[SUPPLIED MATERIAL Boundary: Start]

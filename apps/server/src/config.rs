//! Server configuration.
//!
//! One JSON file with a `settings` object and a `servers` array. The file
//! is loaded once at startup; a missing or malformed file is fatal.

use std::path::Path;

use anyhow::{Context, Result};
use serde::Deserialize;
use superdash_core::{DeviceConfig, Settings};

/// The configuration file schema.
#[derive(Debug, Deserialize)]
#[serde(rename_all = "camelCase")]
pub struct ConfigFile {
    /// Global settings; absent fields take their defaults.
    #[serde(default)]
    pub settings: Settings,
    /// Static device fleet.
    #[serde(default)]
    pub servers: Vec<DeviceConfig>,
}

impl ConfigFile {
    /// Loads and parses the configuration file.
    pub fn load(path: &Path) -> Result<Self> {
        let contents = std::fs::read_to_string(path)
            .with_context(|| format!("Failed to read config file {}", path.display()))?;
        let config: ConfigFile = serde_json::from_str(&contents)
            .with_context(|| format!("Failed to parse config file {}", path.display()))?;
        Ok(config)
    }
}

#[cfg(test)]
mod tests {
    use super::*;
    use superdash_core::DeviceKind;

    #[test]
    fn parses_full_config() {
        let config: ConfigFile = serde_json::from_str(
            r#"{
                "settings": {
                    "defaultFramerate": 50,
                    "updateIntervalMs": 250,
                    "webSocketPort": 8080,
                    "defaultPorts": { "hyperdeck": 9993, "vmix": 8088, "casparcg": 6250 },
                    "emberPlusPort": 9000,
                    "tslUmdDestinations": [ { "host": "10.0.0.50", "port": 4003 } ],
                    "tslUmdScreen": 0
                },
                "servers": [
                    { "id": 1, "name": "HD 1", "type": "hyperdeck", "ip": "10.0.0.11" },
                    { "id": 2, "name": "vMix", "type": "vmix", "ip": "10.0.0.12", "port": 8188 },
                    { "id": 3, "name": "GFX", "type": "casparcg", "ip": "10.0.0.13", "framerate": 25 }
                ]
            }"#,
        )
        .unwrap();

        assert_eq!(config.settings.default_framerate, 50.0);
        assert_eq!(config.settings.tsl_umd_destinations.len(), 1);
        assert_eq!(config.servers.len(), 3);
        assert_eq!(config.servers[1].kind, DeviceKind::Vmix);
        assert_eq!(config.servers[1].port, Some(8188));
        assert_eq!(config.servers[2].framerate, Some(25.0));
    }

    #[test]
    fn missing_sections_take_defaults() {
        let config: ConfigFile = serde_json::from_str("{}").unwrap();
        assert_eq!(config.settings.web_socket_port, 8080);
        assert!(config.servers.is_empty());
    }

    #[test]
    fn unknown_device_type_fails() {
        let result = serde_json::from_str::<ConfigFile>(
            r#"{"servers": [{ "id": 1, "name": "X", "type": "atem", "ip": "10.0.0.1" }]}"#,
        );
        assert!(result.is_err());
    }

    #[test]
    fn malformed_json_fails() {
        assert!(serde_json::from_str::<ConfigFile>("{ nope").is_err());
    }
}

[SUPPLIED MATERIAL Boundary: End]

• _ACTION ITEM_: Check each line above for the string "DeviceConfig" and copy every line that has it.

• _RESULT_:
use superdash_core::{DeviceConfig, Settings};
    pub servers: Vec<DeviceConfig>,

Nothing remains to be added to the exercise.